Senna bacillaris var. benthamiana

  • Title

    Senna bacillaris var. benthamiana

  • Authors

    Howard S. Irwin, Rupert C. Barneby

  • Scientific Name

    Senna bacillaris var. benthamiana (J.F.Macbr.) H.S.Irwin & Barneby

  • Description

    8b. Senna bacillaris (Linnaeus f.) var. benthamiana (Macbride) Irwin & Barneby, comb. nov. C. fruticosa var. benthamiana Macbride, Field Mus., Bot. 13(3, part 1): 165. 1943.—"Type, Williams 566." Holotypus, collected on Rio Nanay, prov. Maynas, dpto. Loreto, Peru, 3.V. 1929, F!

    Cassia hoffmannseggii Bentham, 1870, p. 104. pro parte, quoad pl. amazon. Spruceanas, exclus. typ.

    Vesture of lvs and inflorescence variable, either appressed and short as in var. bacillaris or longer (hairs sometimes to 0.6 mm) and spreading- or incurved- villosulous, in either case often lutescent; lfts variably reticulate, and defined areoles in upper Amazonia often >1 mm, in Colombia and sometimes elsewhere as in var. bacillaris; functional stamens 6, the anther of the middle abaxial one much smaller than those of its neighbors, sterile; ovules 160-266.—Collections: 129.
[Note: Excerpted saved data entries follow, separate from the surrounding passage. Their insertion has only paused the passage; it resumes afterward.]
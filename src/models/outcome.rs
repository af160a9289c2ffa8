use serde::Serialize;
use uuid::Uuid;

use super::Stage;

/// Attempt counters for one stage
#[derive(Debug, Clone, Copy, Default, PartialEq, Eq, Serialize)]
pub struct StageCounts {
    pub attempted: usize,
    pub succeeded: usize,
    pub failed: usize,
    /// Successful promotions that did not need to write
    pub skipped: usize,
}

/// A record that did not make it through the pipeline in this run
#[derive(Debug, Clone, Serialize)]
pub struct RecordFailure {
    pub call_id: String,
    pub stage: Stage,
    pub error: String,
    pub retryable: bool,
}

/// Summary of one batch-controller run. Not persisted.
#[derive(Debug, Clone, Serialize)]
pub struct RunOutcome {
    pub run_id: Uuid,
    pub records_attempted: usize,
    pub records_succeeded: usize,
    pub records_failed: usize,
    /// Indexed by `Stage::index()`
    pub per_stage_counts: [StageCounts; 3],
    pub failures: Vec<RecordFailure>,
    pub batches: usize,
    /// Set when the run was cancelled before every record was attempted
    pub cancelled: bool,
}

impl RunOutcome {
    pub fn new(run_id: Uuid) -> Self {
        Self {
            run_id,
            records_attempted: 0,
            records_succeeded: 0,
            records_failed: 0,
            per_stage_counts: [StageCounts::default(); 3],
            failures: Vec::new(),
            batches: 0,
            cancelled: false,
        }
    }

    pub fn stage(&self, stage: Stage) -> &StageCounts {
        &self.per_stage_counts[stage.index()]
    }

    pub(crate) fn stage_mut(&mut self, stage: Stage) -> &mut StageCounts {
        &mut self.per_stage_counts[stage.index()]
    }

    pub fn is_clean(&self) -> bool {
        self.records_failed == 0
    }
}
    Forest margins, bush-islands in savanna and gallery woodland, commonly on seasonally flooded land (varzea and creek-banks), widely dispersed over middle and upper Amazonian Hylaea, in Brazil from w. Para (Obidos) w. and s.-w. to middle Rio Purus and into the Andean foothills of Peru (Loreto and San Martin), Ecuador (Santiago-Zamora and Napo-Pastaza), and Colombia (n. to e. Boyaca where attaining 900 m and reaching the headwaters of Rio Meta), from Brazil extending n. through the Negro-Vaupes valley into the upper Orinoco basin in Amazonas and Apure, Venezuela, and in Colombia across the e. Cordillera to middle Magdalena valley (Antioquia and Santander).—Fl. w. and n.-ward mostly XI-III, in middle Amazonia mostly III-VII, but throughout the range of dispersal irregularly through the year.—Justo sin razon (Narino, Colombia).

    Apart from more numerous ovules, perhaps correlated with a longer pod, the var. benthamiana is consistently distinguished from var. bacillaris only by the modified androecium, the middle one of the three abaxial, long-beaked anthers being greatly reduced in size and sterile; this character, however, is neatly correlated with dispersal. In a very general and unreliable way the variety may be said to have shorter, proportionately wider and less strongly acuminate leaflets and a yellowish- rather than gray-pubescent inflorescence which tends to be thyrsoid and leafy-bracteate rather than paniculate and exserted from foliage. Limited field-data suggest that the Amazonian plant attains when adult a more treelike stature than is common in Caribbean var. bacillaris, and the pod, still poorly known, is perhaps on the average longer and more slender, with narrower thickened borders parallel to the sutures. Pubescence in the variety, as here defined, is variable, the denser looser pilosity which Macbride emphasized as diagnostic for C. fruticosa var. benthamiana no longer seeming taxonomically significant. Within the range of var. benthamiana as defined by the androecium we find short appressed pubescence constant in Amazonia and the Rio Negro-Orinoco basins; loose vesture replaces this on the upper Solimoes in Brazil and follows the rivers upstream into Peru, only to reappear in the Andean foothills of Colombia from Rio Putumayo northward. These areas of pilosity are divided, however, by an enclave of appressed pubescence in Ecuador and the two types of vesture occur together in Magdalena valley in Colombia. We cannot divide the material seen on any feature correlated with pubescence and believe that this sort of variation can well be accommodated in one taxon.

    The epithet benthamiana (which would be a later homonym in specific rank) was suggested by a misunderstanding. Macbride intended to describe formally a cassia which Bentham (1871, p. 522) had referred to as "perhaps ... a broadleaved pubescent variety of C. bacillaris represented in his herbarium by Mathews 1591 from Chachapoyas, Peru, and by a miscellany of pilosulous Bacillares from Yucatan and Nicaragua which are irrelevant to our present purpose. The Mathews collection, which was Macbride’s particular concern in context of Flora of Peru, in reality represents the endemic Peruvian S. loretensis, greatly different from the holotypus of var. benthamiana in outline of the leaflets and in particular in the short pod. The earliest collections of the present var. benthamiana, all middle-Amazonian (Martius s.n. at M and Spruce 1110, 1558 in hb. Benth.) were referred by Bentham (1870, p. 104) to a mixed and imperfectly realized Cassia hoffmannseggii, a name which, by lectotypification in this paper, has become a synonym of Senna latifolia.